> [WORK TO BE COMPLETED]: Please copy out the entries below exactly, beginning with the line that contains "legacy Baltic exports" and ending with the line that contains "let raw = fs::read_to_string(&self.path).map_err(|e|", and include nothing outside that span.

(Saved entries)
%%

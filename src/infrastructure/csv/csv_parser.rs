// ============================================================
// SURVEY CSV PARSER
// ============================================================
// Parse spreadsheet survey exports with delimiter and encoding detection

use std::path::Path;

use tracing::debug;

use crate::domain::error::{AppError, Result};
use crate::domain::survey::SurveyRow;

/// Parser for survey exports.
///
/// The format is looser than RFC 4180: a `"` only toggles quoting and is
/// dropped, so `""` inside a quoted field is not unescaped.
#[derive(Debug, Clone, Copy, Default)]
pub struct SurveyCsvParser;

impl SurveyCsvParser {
    pub fn new() -> Self {
        Self
    }

    /// Read a survey file from disk and parse it
    pub fn parse_file(&self, path: &Path) -> Result<Vec<SurveyRow>> {
        let bytes = std::fs::read(path).map_err(|e| {
            AppError::IoError(format!("Failed to read {}: {}", path.display(), e))
        })?;

        Ok(self.parse_content(&Self::decode_bytes(&bytes)))
    }

    /// Parse CSV text into respondent rows.
    ///
    /// Returns an empty list when there is no data line. Data lines with
    /// fewer fields than the header are dropped.
    pub fn parse_content(&self, content: &str) -> Vec<SurveyRow> {
        let lines: Vec<&str> = content
            .split('\n')
            .map(|line| line.strip_suffix('\r').unwrap_or(line))
            .filter(|line| !trim_cell(line).is_empty())
            .collect();

        if lines.len() < 2 {
            return Vec::new();
        }

        let delimiter = Self::detect_delimiter(lines[0]);
        let headers = Self::split_fields(lines[0], delimiter);

        let mut rows = Vec::with_capacity(lines.len() - 1);
        let mut dropped = 0usize;

        for line in &lines[1..] {
            let values = Self::split_fields(line, delimiter);
            if values.len() < headers.len() {
                dropped += 1;
                continue;
            }

            let mut row = SurveyRow::new();
            for (header, value) in headers.iter().zip(values) {
                if !header.is_empty() {
                    row.insert(header.as_str(), value);
                }
            }
            rows.push(row);
        }

        debug!(
            rows = rows.len(),
            dropped,
            delimiter = %delimiter,
            "Parsed survey CSV"
        );

        rows
    }

    /// Pick `;` when the header line has strictly more semicolons than commas
    pub fn detect_delimiter(header_line: &str) -> char {
        let commas = header_line.matches(',').count();
        let semicolons = header_line.matches(';').count();

        if semicolons > commas {
            ';'
        } else {
            ','
        }
    }

    /// Split one line, honouring double-quoted sections
    pub fn split_fields(line: &str, delimiter: char) -> Vec<String> {
        let mut fields = Vec::new();
        let mut current = String::new();
        let mut in_quotes = false;

        for ch in line.chars() {
            if ch == '"' {
                in_quotes = !in_quotes;
            } else if ch == delimiter && !in_quotes {
                fields.push(clean_field(&current));
                current.clear();
            } else {
                current.push(ch);
            }
        }
        fields.push(clean_field(&current));

        fields
    }

    /// Decode file bytes: UTF-8 (BOM stripped), falling back to Windows-1257
    /// for legacy Baltic exports
    pub fn decode_bytes(bytes: &[u8]) -> String {
        let (text, _, had_errors) = encoding_rs::UTF_8.decode(bytes);
        if !had_errors {
            return text.into_owned();
        }

        debug!("Survey file is not valid UTF-8, decoding as Windows-1257");
        let (text, _, _) = encoding_rs::WINDOWS_1257.decode(bytes);
        text.into_owned()
    }
}

/// Trim whitespace, including a stray byte-order mark
fn trim_cell(value: &str) -> &str {
    value.trim_matches(|c: char| c.is_whitespace() || c == '\u{feff}')
}

fn clean_field(raw: &str) -> String {
    let trimmed = trim_cell(raw);
    let trimmed = trimmed.strip_prefix('"').unwrap_or(trimmed);
    let trimmed = trimmed.strip_suffix('"').unwrap_or(trimmed);
    trimmed.to_string()
}
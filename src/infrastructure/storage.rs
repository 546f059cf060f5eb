use std::fs;
use std::path::{Path, PathBuf};
use std::sync::Mutex;

use tracing::{debug, warn};

use crate::domain::error::{AppError, Result};
use crate::domain::history::{HistoryEntry, MAX_HISTORY_ENTRIES};

const HISTORY_FILE: &str = "reflection_history.json";

pub fn ensure_data_dir(data_dir: &Path) -> std::io::Result<PathBuf> {
    ensure_dir(data_dir)?;
    Ok(data_dir.to_path_buf())
}

fn ensure_dir(path: &Path) -> std::io::Result<()> {
    if !path.exists() {
        fs::create_dir_all(path)?;
    }
    Ok(())
}

/// Completed reflections, newest first, in a single JSON file
pub struct HistoryStore {
    path: PathBuf,
    write_lock: Mutex<()>,
}

impl HistoryStore {
    pub fn new(data_dir: &Path) -> Self {
        Self {
            path: data_dir.join(HISTORY_FILE),
            write_lock: Mutex::new(()),
        }
    }

    pub fn path(&self) -> &Path {
        &self.path
    }

    /// Missing file reads as empty; an unreadable one is logged and ignored
    pub fn load(&self) -> Result<Vec<HistoryEntry>> {
        if !self.path.exists() {
            return Ok(Vec::new());
        }

        let raw = fs::read_to_string(&self.path).map_err(|e| {
            AppError::IoError(format!("Failed to read {}: {}", self.path.display(), e))
        })?;

        match serde_json::from_str(&raw) {
            Ok(entries) => Ok(entries),
            Err(e) => {
                warn!(path = %self.path.display(), error = %e, "Discarding corrupt history file");
                Ok(Vec::new())
            }
        }
    }

    /// Put `entry` first and keep the newest entries only
    pub fn push(&self, entry: HistoryEntry) -> Result<Vec<HistoryEntry>> {
        let _guard = self
            .write_lock
            .lock()
            .map_err(|e| AppError::Internal(format!("History lock poisoned: {}", e)))?;

        let mut entries = self.load()?;
        entries.insert(0, entry);
        entries.truncate(MAX_HISTORY_ENTRIES);

        self.save(&entries)?;
        Ok(entries)
    }

    fn save(&self, entries: &[HistoryEntry]) -> Result<()> {
        if let Some(parent) = self.path.parent() {
            ensure_dir(parent)?;
        }

        // Readers only ever see a complete file
        let json = serde_json::to_string_pretty(entries)?;
        let tmp_path = self.path.with_extension("json.tmp");
        fs::write(&tmp_path, json).map_err(|e| {
            AppError::IoError(format!("Failed to write {}: {}", tmp_path.display(), e))
        })?;
        fs::rename(&tmp_path, &self.path).map_err(|e| {
            AppError::IoError(format!("Failed to replace {}: {}", self.path.display(), e))
        })?;

        debug!(entries = entries.len(), path = %self.path.display(), "Saved history");
        Ok(())
    }
}
// ============================================================
// SURVEY ROW
// ============================================================
// One respondent: raw header -> trimmed answer, in column order

use serde::de::{MapAccess, Visitor};
use serde::ser::SerializeMap;
use serde::{Deserialize, Deserializer, Serialize, Serializer};
use std::fmt;

/// A single respondent row keyed by the raw CSV header.
///
/// Keys keep the position of their first insertion; inserting an existing
/// header again replaces the value in place.
#[derive(Debug, Clone, Default, PartialEq, Eq)]
pub struct SurveyRow {
    entries: Vec<(String, String)>,
}

impl SurveyRow {
    pub fn new() -> Self {
        Self::default()
    }

    /// Insert or overwrite the value stored under `header`
    pub fn insert(&mut self, header: impl Into<String>, value: impl Into<String>) {
        let header = header.into();
        let value = value.into();

        match self.entries.iter_mut().find(|(key, _)| *key == header) {
            Some(entry) => entry.1 = value,
            None => self.entries.push((header, value)),
        }
    }

    pub fn get(&self, header: &str) -> Option<&str> {
        self.entries
            .iter()
            .find(|(key, _)| key == header)
            .map(|(_, value)| value.as_str())
    }

    /// Headers in column order
    pub fn headers(&self) -> impl Iterator<Item = &str> {
        self.entries.iter().map(|(key, _)| key.as_str())
    }

    pub fn iter(&self) -> impl Iterator<Item = (&str, &str)> {
        self.entries
            .iter()
            .map(|(key, value)| (key.as_str(), value.as_str()))
    }

    pub fn len(&self) -> usize {
        self.entries.len()
    }

    pub fn is_empty(&self) -> bool {
        self.entries.is_empty()
    }
}

impl Serialize for SurveyRow {
    fn serialize<S: Serializer>(&self, serializer: S) -> Result<S::Ok, S::Error> {
        let mut map = serializer.serialize_map(Some(self.entries.len()))?;
        for (key, value) in &self.entries {
            map.serialize_entry(key, value)?;
        }
        map.end()
    }
}

struct SurveyRowVisitor;

impl<'de> Visitor<'de> for SurveyRowVisitor {
    type Value = SurveyRow;

    fn expecting(&self, f: &mut fmt::Formatter<'_>) -> fmt::Result {
        f.write_str("a map of header to answer")
    }

    fn visit_map<A: MapAccess<'de>>(self, mut access: A) -> Result<Self::Value, A::Error> {
        let mut row = SurveyRow::new();
        while let Some((key, value)) = access.next_entry::<String, String>()? {
            row.insert(key, value);
        }
        Ok(row)
    }
}

impl<'de> Deserialize<'de> for SurveyRow {
    fn deserialize<D: Deserializer<'de>>(deserializer: D) -> Result<Self, D::Error> {
        deserializer.deserialize_map(SurveyRowVisitor)
    }
}
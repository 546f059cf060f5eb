// ============================================================
// RESPONSE CLASSIFIER
// ============================================================
// Classify survey columns as Likert questions or free text and aggregate them

use std::collections::BTreeMap;

use tracing::debug;

use crate::domain::survey::{QuestionSummary, SurveyAnalysis, SurveyRow, SurveyVocabulary};

use super::header_normalizer::normalize_header;

/// Per-column classifier over a parsed survey.
///
/// A column is a Likert question as soon as any one of its answers maps to
/// the scale; the decision is never made per answer.
pub struct ResponseClassifier<'a> {
    vocabulary: &'a SurveyVocabulary,
}

#[derive(Default)]
struct ColumnTally {
    counts: BTreeMap<String, usize>,
    sum: u64,
    valid_count: usize,
}

impl<'a> ResponseClassifier<'a> {
    pub fn new(vocabulary: &'a SurveyVocabulary) -> Self {
        Self { vocabulary }
    }

    /// Classify using the first row's headers as the column set
    pub fn classify(&self, rows: &[SurveyRow]) -> SurveyAnalysis {
        let headers: Vec<String> = rows
            .first()
            .map(|row| row.headers().map(str::to_string).collect())
            .unwrap_or_default();

        self.classify_columns(rows, &headers)
    }

    pub fn classify_columns(&self, rows: &[SurveyRow], headers: &[String]) -> SurveyAnalysis {
        let mut analysis = SurveyAnalysis {
            row_count: rows.len(),
            ..Default::default()
        };

        if rows.is_empty() {
            return analysis;
        }

        for raw_header in headers {
            if self.vocabulary.is_timestamp_header(raw_header) {
                continue;
            }

            let tally = self.tally_column(rows, raw_header);
            if tally.valid_count > 0 {
                analysis
                    .summaries
                    .push(self.build_summary(raw_header, tally, rows.len()));
            } else {
                self.collect_feedback(rows, raw_header, &mut analysis.feedback);
            }
        }

        debug!(
            rows = analysis.row_count,
            questions = analysis.summaries.len(),
            feedback = analysis.feedback.len(),
            "Classified survey columns"
        );

        analysis
    }

    fn tally_column(&self, rows: &[SurveyRow], raw_header: &str) -> ColumnTally {
        let mut tally = ColumnTally::default();

        for value in column_values(rows, raw_header) {
            *tally.counts.entry(value.to_string()).or_insert(0) += 1;

            if let Some(score) = self.vocabulary.likert_value(value) {
                tally.sum += u64::from(score);
                tally.valid_count += 1;
            }
        }

        tally
    }

    fn build_summary(&self, raw_header: &str, tally: ColumnTally, total: usize) -> QuestionSummary {
        let question = normalize_header(raw_header, &self.vocabulary.header_preamble);
        let category = self.vocabulary.category_for(&question, raw_header);
        let is_reverse = self.vocabulary.is_reverse(&question);

        QuestionSummary {
            average_score: tally.sum as f64 / tally.valid_count as f64,
            counts: tally.counts,
            total,
            category,
            is_reverse,
            question,
        }
    }

    fn collect_feedback(&self, rows: &[SurveyRow], raw_header: &str, feedback: &mut Vec<String>) {
        feedback.extend(
            column_values(rows, raw_header)
                .filter(|value| value.chars().count() > self.vocabulary.min_feedback_chars)
                .filter(|value| !self.vocabulary.is_likert(value))
                .map(str::to_string),
        );
    }
}

/// Non-empty trimmed answers of one column, in row order
fn column_values<'r>(rows: &'r [SurveyRow], header: &'r str) -> impl Iterator<Item = &'r str> {
    rows.iter()
        .filter_map(move |row| row.get(header))
        .map(str::trim)
        .filter(|value| !value.is_empty())
}
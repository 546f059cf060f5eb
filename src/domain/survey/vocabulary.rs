// ============================================================
// SURVEY VOCABULARY
// ============================================================
// Likert scale, category taxonomy, reverse questions and header markers

use serde::{Deserialize, Serialize};

use super::Category;

#[derive(Debug, Clone, PartialEq, Eq, Serialize, Deserialize)]
pub struct LikertPhrase {
    pub phrase: String,
    pub value: u8,
}

#[derive(Debug, Clone, PartialEq, Eq, Serialize, Deserialize)]
pub struct TaxonomyEntry {
    pub fragment: String,
    pub category: Category,
}

/// Fixed lookup tables used to classify survey columns.
///
/// Loaded once at startup and shared read-only. `taxonomy` is an ordered
/// list: the first fragment found in a header decides its category.
#[derive(Debug, Clone, PartialEq, Serialize, Deserialize)]
pub struct SurveyVocabulary {
    pub likert_scale: Vec<LikertPhrase>,
    pub taxonomy: Vec<TaxonomyEntry>,
    pub reverse_questions: Vec<String>,

    /// Case-insensitive substring marking the timestamp column
    pub timestamp_marker: String,

    /// Instructional sentence some exports prepend to every question header
    pub header_preamble: String,

    /// Free-text answers must be longer than this many characters
    pub min_feedback_chars: usize,
}

impl Default for SurveyVocabulary {
    fn default() -> Self {
        let likert = |phrase: &str, value: u8| LikertPhrase {
            phrase: phrase.to_string(),
            value,
        };
        let entry = |fragment: &str, category: Category| TaxonomyEntry {
            fragment: fragment.to_string(),
            category,
        };

        Self {
            likert_scale: vec![
                likert("Visiškai sutinku", 5),
                likert("Labiau sutinku", 4),
                likert("Iš dalies", 3),
                likert("Labiau nesutinku", 2),
                likert("Visiškai nesutinku", 1),
                likert("Visiškai nesutinku.", 1),
                likert("Visiškai sutinku.", 5),
            ],
            taxonomy: vec![
                entry("Mokytis yra įdomu", Category::Engagement),
                entry("Mums užduodami įdomūs namų darbai", Category::Engagement),
                entry("Mano mokytojas skiria laiko apibendrinti", Category::Teaching),
                entry(
                    "Mano mokytojas nori, kad aš paaiškinčiau savo atsakymus",
                    Category::Teaching,
                ),
                entry(
                    "Mano mokytojas nori, kad pasidalintume savo mintimis",
                    Category::Climate,
                ),
                entry(
                    "Mano mokytojas klausia klausimus, kad įsitikintų",
                    Category::Teaching,
                ),
                entry("Mokytis mokykloje nėra labai malonu", Category::Climate),
                entry(
                    "Mano mokytojas skatina mus įdėti visas pastangas",
                    Category::Engagement,
                ),
                entry("Namų darbai padeda man mokytis", Category::Engagement),
                entry(
                    "Kai mokytojas žymi mano darbą, jis užrašo",
                    Category::Feedback,
                ),
                entry(
                    "Mano mokytojas pasako mums, ką ir kodėl mes mokomės",
                    Category::Teaching,
                ),
                entry(
                    "Mokiniai išreiškia savo nuomonę ir dalijasi mintimis",
                    Category::Climate,
                ),
                entry(
                    "Mokytojas aiškindamas klausia, ar mes suprantame",
                    Category::Teaching,
                ),
                entry("Mano mokytojas patikrina, kad įsitikintų", Category::Feedback),
                entry(
                    "Mano bendraklasiai elgiasi taip, kaip mokytojas norėtų",
                    Category::Climate,
                ),
                entry(
                    "Mano mokytojas skatina visus sunkiai dirbti",
                    Category::Engagement,
                ),
                entry("Mano mokytojas žino, kai mokiniai supranta", Category::Teaching),
                entry(
                    "Jei kažko nesupranti, mokytojas paaiškina kitu būdu",
                    Category::Teaching,
                ),
                entry("Mūsų klasė būna užimta veiklomis", Category::Climate),
                entry(
                    "Man patinka, kaip mokytojas su manimi elgiasi",
                    Category::Climate,
                ),
                entry("Klasė yra tvarkinga", Category::Climate),
                entry(
                    "Šiose pamokose mes turime gerai pagalvoti",
                    Category::Teaching,
                ),
                entry("Mokiniai per pamokas elgiasi taip blogai", Category::Climate),
                entry(
                    "Mano mokytojas duoda mums laiko paaiškinti",
                    Category::Teaching,
                ),
                entry(
                    "Mano mokytojas suprantamai paaiškina sudėtingus dalykus",
                    Category::Teaching,
                ),
                entry("Jaučiu, kad mano mokytojui aš rūpiu", Category::Climate),
                entry("Aš suprantu, ką turėčiau mokytis", Category::Teaching),
                entry(
                    "Mano mokytojas būna malonus, kai aš užduodu klausimus",
                    Category::Climate,
                ),
            ],
            reverse_questions: vec![
                "Mokytis mokykloje nėra labai malonu".to_string(),
                "Mokiniai per pamokas elgiasi taip blogai".to_string(),
            ],
            timestamp_marker: "laiko žymė".to_string(),
            header_preamble:
                "Prašome atsakyti į klausimus nuoširdžiai, taip, kaip manote ir jaučiatės."
                    .to_string(),
            min_feedback_chars: 5,
        }
    }
}

impl SurveyVocabulary {
    /// Likert value for an answer, also accepting one trailing period
    pub fn likert_value(&self, answer: &str) -> Option<u8> {
        self.exact_likert(answer)
            .or_else(|| answer.strip_suffix('.').and_then(|s| self.exact_likert(s)))
    }

    pub fn is_likert(&self, answer: &str) -> bool {
        self.likert_value(answer).is_some()
    }

    fn exact_likert(&self, answer: &str) -> Option<u8> {
        self.likert_scale
            .iter()
            .find(|entry| entry.phrase == answer)
            .map(|entry| entry.value)
    }

    pub fn is_timestamp_header(&self, raw_header: &str) -> bool {
        raw_header
            .to_lowercase()
            .contains(&self.timestamp_marker.to_lowercase())
    }

    /// First taxonomy entry (in list order) contained in `header`
    pub fn find_category(&self, header: &str) -> Option<Category> {
        let header = header.to_lowercase();
        self.taxonomy
            .iter()
            .find(|entry| header.contains(&entry.fragment.to_lowercase()))
            .map(|entry| entry.category)
    }

    /// Category for a question: normalized label first, raw header second,
    /// `Kita` when neither matches
    pub fn category_for(&self, normalized: &str, raw_header: &str) -> Category {
        self.find_category(normalized)
            .or_else(|| self.find_category(raw_header))
            .unwrap_or(Category::Other)
    }

    pub fn is_reverse(&self, normalized: &str) -> bool {
        let normalized = normalized.to_lowercase();
        self.reverse_questions
            .iter()
            .any(|phrase| normalized.contains(&phrase.to_lowercase()))
    }

    /// Validate vocabulary values
    pub fn validate(&self) -> Result<(), String> {
        if self.likert_scale.is_empty() {
            return Err("likert_scale must not be empty".to_string());
        }
        if let Some(entry) = self
            .likert_scale
            .iter()
            .find(|entry| !(1..=5).contains(&entry.value))
        {
            return Err(format!(
                "likert value for '{}' must be between 1 and 5",
                entry.phrase
            ));
        }
        if self.taxonomy.iter().any(|entry| entry.fragment.trim().is_empty()) {
            return Err("taxonomy fragments must not be empty".to_string());
        }
        if self.timestamp_marker.trim().is_empty() {
            return Err("timestamp_marker must not be empty".to_string());
        }
        Ok(())
    }
}

#[cfg(test)]
mod tests {
    use super::*;

    #[test]
    fn test_likert_with_trailing_period() {
        let vocab = SurveyVocabulary::default();
        assert_eq!(vocab.likert_value("Labiau sutinku"), Some(4));
        assert_eq!(vocab.likert_value("Labiau sutinku."), Some(4));
        assert_eq!(vocab.likert_value("Visiškai sutinku."), Some(5));
        assert_eq!(vocab.likert_value("Labiau sutinku.."), None);
        assert_eq!(vocab.likert_value("labiau sutinku"), None);
    }

    #[test]
    fn test_taxonomy_size_and_order() {
        let vocab = SurveyVocabulary::default();
        assert_eq!(vocab.taxonomy.len(), 28);
        assert_eq!(vocab.taxonomy[0].fragment, "Mokytis yra įdomu");
        assert_eq!(vocab.reverse_questions.len(), 2);
        assert!(vocab.validate().is_ok());
    }

    #[test]
    fn test_category_is_case_insensitive_substring() {
        let vocab = SurveyVocabulary::default();
        assert_eq!(
            vocab.find_category("KLASĖ YRA TVARKINGA ir švari"),
            Some(Category::Climate)
        );
        assert_eq!(vocab.find_category("Visai kitas klausimas"), None);
    }

    #[test]
    fn test_category_falls_back_to_raw_then_other() {
        let vocab = SurveyVocabulary::default();
        assert_eq!(
            vocab.category_for("Trumpas", "Ilgas [Trumpas] Namų darbai padeda man mokytis"),
            Category::Engagement
        );
        assert_eq!(vocab.category_for("Trumpas", "Ilgas"), Category::Other);
    }

    #[test]
    fn test_first_fragment_in_list_order_wins() {
        let mut vocab = SurveyVocabulary::default();
        vocab.taxonomy = vec![
            TaxonomyEntry {
                fragment: "mokytojas".to_string(),
                category: Category::Teaching,
            },
            TaxonomyEntry {
                fragment: "Mano mokytojas".to_string(),
                category: Category::Climate,
            },
        ];
        assert_eq!(
            vocab.find_category("Mano mokytojas yra geras"),
            Some(Category::Teaching)
        );
    }

    #[test]
    fn test_normalized_match_beats_earlier_raw_match() {
        let vocab = SurveyVocabulary::default();
        // raw header carries the first taxonomy fragment, label carries a later one
        let category = vocab.category_for(
            "Klasė yra tvarkinga",
            "Mokytis yra įdomu [Klasė yra tvarkinga]",
        );
        assert_eq!(category, Category::Climate);
    }

    #[test]
    fn test_reverse_and_timestamp_markers() {
        let vocab = SurveyVocabulary::default();
        assert!(vocab.is_reverse("mokytis mokykloje NĖRA labai malonu"));
        assert!(!vocab.is_reverse("Mokytis yra įdomu"));
        assert!(vocab.is_timestamp_header("Laiko žymė"));
        assert!(vocab.is_timestamp_header("LAIKO ŽYMĖ (UTC)"));
        assert!(!vocab.is_timestamp_header("Komentaras"));
    }

    #[test]
    fn test_validate_rejects_out_of_range_value() {
        let mut vocab = SurveyVocabulary::default();
        vocab.likert_scale.push(LikertPhrase {
            phrase: "Nežinau".to_string(),
            value: 0,
        });
        assert!(vocab.validate().is_err());
    }
}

%%

> [TASK OUTPUT]:
    /// for legacy Baltic exports
    pub fn decode_bytes(bytes: &[u8]) -> String {
        let (text, _, had_errors) = encoding_rs::UTF_8.decode(bytes);
        if !had_errors {
            return text.into_owned();
        }

        debug!("Survey file is not valid UTF-8, decoding as Windows-1257");
        let (text, _, _) = encoding_rs::WINDOWS_1257.decode(bytes);
        text.into_owned()
    }
}

/// Trim whitespace, including a stray byte-order mark
fn trim_cell(value: &str) -> &str {
    value.trim_matches(|c: char| c.is_whitespace() || c == '\u{feff}')
}

fn clean_field(raw: &str) -> String {
    let trimmed = trim_cell(raw);
    let trimmed = trimmed.strip_prefix('"').unwrap_or(trimmed);
    let trimmed = trimmed.strip_suffix('"').unwrap_or(trimmed);
    trimmed.to_string()
}
filename src/infrastructure/storage.rs
repository 546f059cf060f5eb
use std::fs;
use std::path::{Path, PathBuf};
use std::sync::Mutex;

use tracing::{debug, warn};

use crate::domain::error::{AppError, Result};
use crate::domain::history::{HistoryEntry, MAX_HISTORY_ENTRIES};

const HISTORY_FILE: &str = "reflection_history.json";

pub fn ensure_data_dir(data_dir: &Path) -> std::io::Result<PathBuf> {
    ensure_dir(data_dir)?;
    Ok(data_dir.to_path_buf())
}

fn ensure_dir(path: &Path) -> std::io::Result<()> {
    if !path.exists() {
        fs::create_dir_all(path)?;
    }
    Ok(())
}

/// Completed reflections, newest first, in a single JSON file
pub struct HistoryStore {
    path: PathBuf,
    write_lock: Mutex<()>,
}

impl HistoryStore {
    pub fn new(data_dir: &Path) -> Self {
        Self {
            path: data_dir.join(HISTORY_FILE),
            write_lock: Mutex::new(()),
        }
    }

    pub fn path(&self) -> &Path {
        &self.path
    }

    /// Missing file reads as empty; an unreadable one is logged and ignored
    pub fn load(&self) -> Result<Vec<HistoryEntry>> {
        if !self.path.exists() {
            return Ok(Vec::new());
        }

        let raw = fs::read_to_string(&self.path).map_err(|e| {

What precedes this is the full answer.